PEZUÑAS BLANCAS
Autofoto a lo Caravaggio.
—Tono de carne oscura, siena natural, siena quemada, blanco de zinc, laca marrón… —dicta el pintor a su ayudante.
(Un caballo andaluz relincha.)
Eugenio levanta la vista para contemplar la misma escena que viene produciéndose desde que la primavera ha hecho brotar los rosales. Se quita las gafas y, dando una cuantas zancadas, se pone en la verja del patio y dice a su vecino:
—Genaro, haga el favor, ¿cuántas veces tengo que pedirle que tenga cuidado con el caballo?
—Perdone usted, es que no hace caso. Esta mañana temprano le he dado orden de que no se coma los brotes… y ni modo —responde el hombre con la cabeza gacha y el sombrero entre las manos.
—Pero…, Genaro, por favor, ¡me estoy quedando sin rosales!, ate usted al animal o llévelo a pacer a otro lado.

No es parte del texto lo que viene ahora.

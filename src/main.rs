use std::io;
use std::process::ExitCode;

use chess_rules::cli::{self, options::CliOptions, options::USAGE};
use chess_rules::new_game;

fn main() -> ExitCode {
    #[cfg(feature = "logging")]
    env_logger::init();

    let options = match CliOptions::parse(std::env::args().skip(1)) {
        Ok(options) => options,
        Err(e) => {
            eprintln!("Error: {e}");
            eprintln!("{USAGE}");
            return ExitCode::from(2);
        }
    };
    if options.show_help {
        println!("{USAGE}");
        return ExitCode::SUCCESS;
    }

    let mut game = new_game(&options.white, &options.black);
    let stdin = io::stdin();
    let mut stdout = io::stdout();
    if let Err(e) = cli::run(&mut game, stdin.lock(), &mut stdout, &options) {
        eprintln!("Error: {e}");
        return ExitCode::FAILURE;
    }
    ExitCode::SUCCESS
}
use once_cell::sync::Lazy;

use super::{Color, Piece, PieceState, Square};

const BACK_ROW: [Piece; 8] = [
    Piece::Rook,
    Piece::Knight,
    Piece::Bishop,
    Piece::Queen,
    Piece::King,
    Piece::Bishop,
    Piece::Knight,
    Piece::Rook,
];

static STARTING_BOARD: Lazy<Board> = Lazy::new(|| {
    let mut board = Board::empty();
    for (col, piece) in BACK_ROW.iter().enumerate() {
        let col = col as i32;
        for color in Color::BOTH {
            board.set_piece(Square(color.back_row(), col), PieceState::new(*piece, color));
            board.set_piece(
                Square(color.pawn_start_row(), col),
                PieceState::new(Piece::Pawn, color),
            );
        }
    }
    board
});

/// Piece kind and color per square, row 0 first, for rendering.
pub type Snapshot = [[Option<(Piece, Color)>; 8]; 8];

/// The 8x8 placement grid.
///
/// Every square holds at most one piece. Out-of-range coordinates read as
/// empty and writes to them are ignored.
#[derive(Clone, Debug, PartialEq, Eq, Hash)]
pub struct Board {
    pub(crate) squares: [[Option<PieceState>; 8]; 8],
}

impl Board {
    /// Standard initial setup.
    #[must_use]
    pub fn new() -> Self {
        STARTING_BOARD.clone()
    }

    #[must_use]
    pub fn empty() -> Self {
        Board {
            squares: [[None; 8]; 8],
        }
    }

    #[inline]
    #[must_use]
    pub fn piece_at(&self, sq: Square) -> Option<PieceState> {
        if !sq.is_valid() {
            return None;
        }
        self.squares[sq.0 as usize][sq.1 as usize]
    }

    #[inline]
    pub(crate) fn piece_at_mut(&mut self, sq: Square) -> Option<&mut PieceState> {
        if !sq.is_valid() {
            return None;
        }
        self.squares[sq.0 as usize][sq.1 as usize].as_mut()
    }

    #[inline]
    #[must_use]
    pub fn is_empty(&self, sq: Square) -> bool {
        self.piece_at(sq).is_none()
    }

    /// Place `piece` on `sq`, replacing whatever stood there.
    pub fn set_piece(&mut self, sq: Square, piece: PieceState) {
        self.put(sq, Some(piece));
    }

    /// Clear `sq`, returning the piece that stood there.
    pub fn remove_piece(&mut self, sq: Square) -> Option<PieceState> {
        if !sq.is_valid() {
            return None;
        }
        self.squares[sq.0 as usize][sq.1 as usize].take()
    }

    #[inline]
    pub(crate) fn put(&mut self, sq: Square, content: Option<PieceState>) {
        if sq.is_valid() {
            self.squares[sq.0 as usize][sq.1 as usize] = content;
        }
    }

    /// Pieces of `color` with their squares, row-major.
    pub fn pieces(&self, color: Color) -> impl Iterator<Item = (Square, PieceState)> + '_ {
        self.occupied().filter(move |(_, p)| p.color == color)
    }

    /// Every occupied square, row-major.
    pub fn occupied(&self) -> impl Iterator<Item = (Square, PieceState)> + '_ {
        Square::all().filter_map(|sq| self.piece_at(sq).map(|p| (sq, p)))
    }

    #[must_use]
    pub fn find_king(&self, color: Color) -> Option<Square> {
        self.pieces(color)
            .find(|(_, p)| p.kind == Piece::King)
            .map(|(sq, _)| sq)
    }

    /// Drop the en passant marker from every pawn on the board.
    pub(crate) fn clear_en_passant_flags(&mut self) {
        for piece in self.squares.iter_mut().flatten().flatten() {
            piece.just_advanced_two = false;
        }
    }

    #[must_use]
    pub fn snapshot(&self) -> Snapshot {
        let mut grid: Snapshot = [[None; 8]; 8];
        for (sq, p) in self.occupied() {
            grid[sq.0 as usize][sq.1 as usize] = Some((p.kind, p.color));
        }
        grid
    }
}

impl Default for Board {
    fn default() -> Self {
        Board::new()
    }
}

—No puedo, es imposible. Fíjese usted, tiene las cuatro pezuñas blancas; si lo contradigo será mi desgracia.
(Mientras esta conversación tiene lugar, el caballo de Genaro observa y, de vez en cuando, relincha intentando llamar la atención del pintor. Pero este, dando por perdida su rosaleda, regresa al estudio y continúa dictando a su ayudante los materiales que necesita. El caballo, entretanto, sigue deleitándose con las flores.)
Y, de pronto, un grito: —¡Quiere un retrato!

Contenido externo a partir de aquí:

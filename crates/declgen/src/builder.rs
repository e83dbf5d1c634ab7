//! Type classification and the closure-computing model builder.

use thiserror::Error;

use crate::model::{ClassDef, EnumMember, EnumRef, Model, Property, TypeRef};
use crate::reflect::{ClassDecl, DeclKind, HostType, MemberDecl, TypeDecl, TypeSource};
use crate::visit::TypeResolver;

/// Failures surfaced by classification and model building. All of them are
/// fatal for the current `add` call; there is no partial recovery.
#[derive(Debug, Error)]
pub enum ModelError {
    /// A scalar-like host type has no known target mapping.
    #[error("the type '{0}' has no supported scalar mapping")]
    UnsupportedType(String),
    /// A non-class type was requested as a model root.
    #[error("type '{0}' isn't a class; only classes can be added to the model")]
    NotAClass(String),
    /// A named type reference the source cannot resolve.
    #[error("type '{0}' is not declared by the type source")]
    UnknownType(String),
}

/// The classifier's buckets.
#[derive(Debug, Clone, Copy, PartialEq, Eq)]
pub enum TypeFamily {
    Primitive,
    Enum,
    Collection,
    Class,
    GenericParam,
}

/// Categorizes a host type into exactly one family.
///
/// Nullable wrappers are unwrapped before classification; callers that care
/// about optionality must look for the wrapper themselves. Classification is
/// total over supported types: an [`HostType::Opaque`] reference fails with
/// [`ModelError::UnsupportedType`], an unresolvable [`HostType::Named`]
/// reference with [`ModelError::UnknownType`].
pub fn classify(ty: &HostType, source: &dyn TypeSource) -> Result<TypeFamily, ModelError> {
    match ty {
        HostType::Scalar(_) => Ok(TypeFamily::Primitive),
        HostType::Nullable(inner) => classify(inner, source),
        HostType::Sequence(_) => Ok(TypeFamily::Collection),
        HostType::TypeParam(_) => Ok(TypeFamily::GenericParam),
        HostType::Opaque(name) => Err(ModelError::UnsupportedType(name.clone())),
        HostType::Named(id) => match source.get(id) {
            Some(decl) => Ok(match decl.kind {
                DeclKind::Class(_) => TypeFamily::Class,
                DeclKind::Enum(_) => TypeFamily::Enum,
            }),
            None => Err(ModelError::UnknownType(id.clone())),
        },
    }
}

/// Computes the closed, de-duplicated class graph reachable from the
/// requested root types.
pub struct ModelBuilder<'a> {
    source: &'a dyn TypeSource,
    classes: Vec<ClassDef>,
}

impl<'a> ModelBuilder<'a> {
    pub fn new(source: &'a dyn TypeSource) -> Self {
        Self {
            source,
            classes: Vec::new(),
        }
    }

    /// Adds a class type and everything it references to the model.
    pub fn add(&mut self, ty: &HostType) -> Result<(), ModelError> {
        self.add_with(ty, true)
    }

    /// Adds a class type; when `include_references` is false, classes
    /// reachable through properties are left out (the base-type chain is
    /// always followed).
    pub fn add_with(&mut self, ty: &HostType, include_references: bool) -> Result<(), ModelError> {
        // Nullability at the class level collapses to the unwrapped class.
        if let HostType::Nullable(inner) = ty {
            return self.add_with(inner, include_references);
        }
        if classify(ty, self.source)? != TypeFamily::Class {
            return Err(ModelError::NotAClass(ty.to_string()));
        }
        let HostType::Named(id) = ty else {
            return Err(ModelError::NotAClass(ty.to_string()));
        };
        // Already present: idempotent, and the guard that terminates
        // mutually-referential graphs.
        if self.contains(id) {
            return Ok(());
        }
        let source = self.source;
        let decl = source
            .get(id)
            .ok_or_else(|| ModelError::UnknownType(id.clone()))?;
        let DeclKind::Class(class_decl) = &decl.kind else {
            return Err(ModelError::NotAClass(id.clone()));
        };
        let class = build_class(decl, class_decl, source)?;
        let base = class_decl.base.clone();
        // Insert before recursing so self- and mutual references
        // short-circuit on the guard above.
        self.classes.push(class);
        if let Some(base_id) = base {
            self.add(&HostType::Named(base_id))?;
        }
        if include_references {
            self.add_references(id)?;
        }
        Ok(())
    }

    /// Batch entry point: adds every class-family type the source declares.
    pub fn add_all(&mut self) -> Result<(), ModelError> {
        let ids: Vec<String> = self
            .source
            .types()
            .iter()
            .filter(|decl| matches!(decl.kind, DeclKind::Class(_)))
            .map(|decl| decl.id.clone())
            .collect();
        for id in ids {
            self.add(&HostType::Named(id))?;
        }
        Ok(())
    }

    /// Freezes the table into a [`Model`] and runs the built-in
    /// type-resolution pass over the closed graph.
    pub fn build(self) -> Model {
        let mut model = Model::new(self.classes);
        model.run_visitor(&mut TypeResolver);
        model
    }

    fn contains(&self, id: &str) -> bool {
        self.classes.iter().any(|c| c.id == id)
    }

    /// Chases class references out of the given class's properties:
    /// class-typed properties and class element types of collections.
    /// Primitives, enums and generic parameters stay leaf references.
    fn add_references(&mut self, class_id: &str) -> Result<(), ModelError> {
        let referenced: Vec<String> = self
            .classes
            .iter()
            .find(|c| c.id == class_id)
            .map(|class| {
                class
                    .properties
                    .iter()
                    .filter_map(referenced_class_id)
                    .collect()
            })
            .unwrap_or_default();
        for id in referenced {
            self.add(&HostType::Named(id))?;
        }
        Ok(())
    }
}

fn referenced_class_id(property: &Property) -> Option<String> {
    match &property.ty {
        TypeRef::Class(id) => Some(id.clone()),
        TypeRef::Collection(element) => match element.as_ref() {
            TypeRef::Class(id) => Some(id.clone()),
            _ => None,
        },
        _ => None,
    }
}

fn build_class(
    decl: &TypeDecl,
    class_decl: &ClassDecl,
    source: &dyn TypeSource,
) -> Result<ClassDef, ModelError> {
    let mut properties = Vec::with_capacity(class_decl.members.len());
    for member in &class_decl.members {
        properties.push(build_property(member, source)?);
    }
    Ok(ClassDef {
        id: decl.id.clone(),
        name: decl.rename.clone().unwrap_or_else(|| decl.name.clone()),
        module: decl
            .module_override
            .clone()
            .unwrap_or_else(|| decl.namespace.clone()),
        base: class_decl.base.clone(),
        properties,
        ignored: decl.ignored,
    })
}

fn build_property(member: &MemberDecl, source: &dyn TypeSource) -> Result<Property, ModelError> {
    Ok(Property {
        name: member.rename.clone().unwrap_or_else(|| member.name.clone()),
        ty: resolve_member_type(&member.ty, source)?,
        ignored: member.ignored,
        optional: member.optional,
        constant: member.constant.clone(),
    })
}

/// Maps a declared member type onto a model type reference. Nullable
/// wrappers are unwrapped; optionality comes only from the annotation.
fn resolve_member_type(ty: &HostType, source: &dyn TypeSource) -> Result<TypeRef, ModelError> {
    match ty {
        HostType::Scalar(kind) => Ok(TypeRef::Primitive((*kind).into())),
        HostType::Nullable(inner) => resolve_member_type(inner, source),
        HostType::Sequence(element) => Ok(TypeRef::Collection(Box::new(resolve_member_type(
            element, source,
        )?))),
        HostType::TypeParam(name) => Ok(TypeRef::GenericParam(name.clone())),
        HostType::Opaque(name) => Err(ModelError::UnsupportedType(name.clone())),
        HostType::Named(id) => {
            let decl = source
                .get(id)
                .ok_or_else(|| ModelError::UnknownType(id.clone()))?;
            match &decl.kind {
                DeclKind::Class(_) => Ok(TypeRef::Class(decl.id.clone())),
                DeclKind::Enum(enum_decl) => Ok(TypeRef::Enum(EnumRef {
                    id: decl.id.clone(),
                    name: decl.rename.clone().unwrap_or_else(|| decl.name.clone()),
                    module: decl
                        .module_override
                        .clone()
                        .unwrap_or_else(|| decl.namespace.clone()),
                    members: enum_decl
                        .members
                        .iter()
                        .map(|m| EnumMember {
                            name: m.name.clone(),
                            value: m.value,
                        })
                        .collect(),
                })),
            }
        }
    }
}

Sin perder ni un solo instante, el pintor coge papel grueso y carboncillo para empezar a esbozarlo. Pero comete un error, pues empieza por el paisaje —que si una colina vestida de pinos, que si un par de rocas y un campo trillado, que si gorriones y petirrojos bañándose en un lago…
Eugenio ha dejado para el final el dibujo de la figura principal. Y el caballo, mientras más trazos Eugenio agrega al cartón… más relincha; y ya no se come las rosas, sino que pisotea las plantas con furia.
La bestia lo reta, quiere un fondo limpio —nada de pájaros, ni de verde pasto, ni de nubes blancas, ni de manzanos, ni de rocas y soles dorados…
Proporción, sobriedad, líneas definidas —ni abstracciones, ni distracciones—. Y un tema que va surgiendo, una silueta equina que va definiéndose entre las sombras… ¡Y un suave relincho de despedida!
¡Qué efecto extraordinario el de aquella pintura! El asombro de Eugenio es infinito. ¡Y el caballo ha desaparecido de su vista!
—Señor, traigo el pedido.
—Regresa usted muy pronto —comenta, sorprendido, el pintor—. ¿Lo ha conseguido todo?
—No, lo siento. Hasta mañana no tienen el amarillo de Nápoles —se disculpa el aprendiz, quien conoce muy bien el genio que se gasta su maestro.
—No importa, no importa, tráigame una copita de Courvoisier —pide Eugenio con tono animoso—. Hoy me ha visitado la inspiración.